La CICA compte 27 États membres couvrant près de 90 % du territoire et de la population de l’Asie, générant environ les deux tiers du PIB mondial. Neuf pays et cinq organisations multinationales, dont les Nations unies, ont le statut d’observateur, selon l’Astana Times.

Le vice-ministre kazakh des Affaires étrangères, Adil Tursunov, a déclaré le 5 octobre que le sommet rassemblerait les États membres et les organisations internationales pour discuter des mesures de coopération visant à promouvoir la paix, la sécurité et la stabilité en Asie, a rapporté le Astana Times le 6 octobre.

Zhang a déclaré qu’au fil du temps, la CICA est devenue une plate-forme multilatérale pour renforcer la sécurité et la prospérité en Asie. Contrairement au Groupe des Sept (G7) qui est devenu un bloc exclusif sous l’ombre de l’hégémonie américaine, le CICA représente un concept de sécurité différent reflétant une véritable diplomatie multilatérale, a noté Zhang.

Lors du sommet, la délégation chinoise devrait promouvoir le concept de sécurité basé sur l’ouverture et l’inclusivité, s’opposer à la politique des blocs et soutenir le multilatéralisme dans le but de renforcer la confiance mutuelle entre les pays asiatiques, a prédit l’observateur.
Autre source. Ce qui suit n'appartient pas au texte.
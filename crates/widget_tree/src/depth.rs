//! Depth protocol glue: which widgets recompute on which events.

use crate::WidgetTree;
use crate::node::WidgetKind;
use indextree::NodeId;
use style_depth::{DepthAware as _, DepthTrigger, select_variant};
use tracing::debug;

impl WidgetTree {
    /// Deliver `trigger` to `node` and every descendant, parents first.
    pub(crate) fn trigger_subtree(&mut self, node: NodeId, trigger: DepthTrigger) {
        if !self.contains(node) {
            return;
        }
        let subtree: Vec<_> = node.descendants(self.arena()).collect();
        for widget in subtree {
            if trigger == DepthTrigger::EnteredTree {
                self.entered_tree(widget);
            }
            self.recompute_depth(widget, trigger);
        }
    }

    /// Recompute the depth of a depth-aware widget and, when it changed,
    /// pick the matching background from the widget's variant property.
    pub(crate) fn recompute_depth(&mut self, node: NodeId, trigger: DepthTrigger) {
        let Some(role) = self.node(node).and_then(|entry| entry.kind().depth_role()) else {
            return;
        };
        let key = role.key();
        let mut tracker = role.tracker();
        let changed = tracker.update(&*self, node, trigger);
        let background = changed.and_then(|depth| {
            let variants = self.stylesheet().resolve_variants(&*self, node, key)?;
            Some(select_variant(variants, depth).clone())
        });

        let Some(state) = self.depth_role_mut(node) else {
            return;
        };
        state.set_tracker(tracker);
        let Some(depth) = changed else {
            return;
        };
        state.on_depth_changed(depth);
        let Some(background) = background else {
            debug!(%key, depth, "no variants to pick a background from");
            return;
        };
        state.set_background(background);
    }

    /// A button entering the tree takes its localized text, or its name when
    /// it has no text.
    fn entered_tree(&mut self, node: NodeId) {
        let Some(entry) = self.node(node) else {
            return;
        };
        let WidgetKind::Button { text } = entry.kind() else {
            return;
        };
        let localized = self
            .localization()
            .and_then(|provider| self.localized_string(node, provider, None));
        let fallback = entry.name().filter(|_| text.is_none()).map(str::to_owned);
        if let Some(value) = localized.or(fallback) {
            self.set_button_text(node, Some(&value));
        }
    }
}
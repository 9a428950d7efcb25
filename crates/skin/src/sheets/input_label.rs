use crate::Skin;
use anyhow::Result;
use style_cascade::keys::FONT;
use style_cascade::{Rule, RuleProvider, SelectorExt as _};
use style_selectors::of_type;
use style_tree::widget_type::INPUT_LABEL;

/// Input labels use the bold font.
pub struct InputLabelSheet;

impl RuleProvider<Skin> for InputLabelSheet {
    fn name(&self) -> &'static str {
        "input label"
    }

    fn rules(&self, skin: &Skin) -> Result<Vec<Rule>> {
        Ok(vec![of_type(&INPUT_LABEL).prop(FONT, skin.bold_font().clone())])
    }
}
Les questions brûlantes, notamment la crise ukrainienne et l’Afghanistan, seront probablement couvertes, a déclaré l’observateur. Bien que les pays asiatiques puissent avoir des conflits et des différences en raison de problèmes historiques et pratiques, et même entrer dans des différends, nous devons gérer les risques et les différences par le dialogue, et la CICA fournit une plate-forme pour cela, a déclaré M. Zhang.
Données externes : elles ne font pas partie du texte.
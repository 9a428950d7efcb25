//! RGBA colour with straight (non-premultiplied) float channels.

use crate::ValueError;
use core::str::FromStr;
use serde::Deserialize;

/// Colour with channels in `[0, 1]`.
#[derive(Clone, Copy, Debug, Default, PartialEq, Deserialize)]
#[serde(try_from = "String")]
pub struct Rgba {
    pub red: f32,
    pub green: f32,
    pub blue: f32,
    pub alpha: f32,
}

impl Rgba {
    pub const WHITE: Self = Self::new(1.0, 1.0, 1.0, 1.0);
    pub const BLACK: Self = Self::new(0.0, 0.0, 0.0, 1.0);
    pub const TRANSPARENT: Self = Self::new(0.0, 0.0, 0.0, 0.0);

    #[inline]
    pub const fn new(red: f32, green: f32, blue: f32, alpha: f32) -> Self {
        Self {
            red,
            green,
            blue,
            alpha,
        }
    }

    /// Opaque grey with all three channels set to `level`.
    #[inline]
    pub const fn grey(level: f32) -> Self {
        Self::new(level, level, level, 1.0)
    }

    /// Parse any CSS colour string (`#141111FF`, `rgb(…)`, named colours).
    ///
    /// # Errors
    /// Returns [`ValueError::BadColor`] when the string is not a colour.
    pub fn from_hex(input: &str) -> Result<Self, ValueError> {
        let parsed = csscolorparser::parse(input).map_err(|err| ValueError::BadColor {
            input: input.to_owned(),
            reason: err.to_string(),
        })?;
        Ok(Self::new(parsed.r, parsed.g, parsed.b, parsed.a))
    }

    /// Channel-wise multiplication, as used for style box modulation.
    #[inline]
    #[must_use]
    pub fn modulate(self, by: Self) -> Self {
        Self::new(
            self.red * by.red,
            self.green * by.green,
            self.blue * by.blue,
            self.alpha * by.alpha,
        )
    }
}

impl FromStr for Rgba {
    type Err = ValueError;

    #[inline]
    fn from_str(input: &str) -> Result<Self, Self::Err> {
        Self::from_hex(input)
    }
}

impl TryFrom<String> for Rgba {
    type Error = ValueError;

    #[inline]
    fn try_from(input: String) -> Result<Self, Self::Error> {
        Self::from_hex(&input)
    }
}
Trois décennies après le premier sommet, certains analystes occidentaux se sont demandé si des structures de sécurité collective efficaces pouvaient prendre racine en Eurasie grâce à ce sommet alors que la crise ukrainienne continue de s’aggraver. Le diplomate a déclaré mardi que le conflit russo-ukrainien (la Russie est membre de la CICA, l’Ukraine un observateur) a compliqué de nombreuses structures politico-économiques dont Moscou est membre, mais d’autres difficultés existent également.

En réponse, les observateurs chinois ont déclaré que de tels doutes révèlent que les soi-disant analystes voient le CICA à travers une lentille cynique et ne réalisent pas que le CICA n’est pas un bloc militaire, mais une plate-forme de coopération et d’échange.

En tant que plate-forme non occidentale, la CICA a toujours soutenu l’aspiration des pays asiatiques à maintenir la sécurité, la paix et le développement régionaux. Les pays asiatiques ne veulent pas que leurs affaires régionales soient laissées à la juridiction au bras long de l’Occident, et les pays asiatiques devraient faire leurs propres efforts, a déclaré Zhang.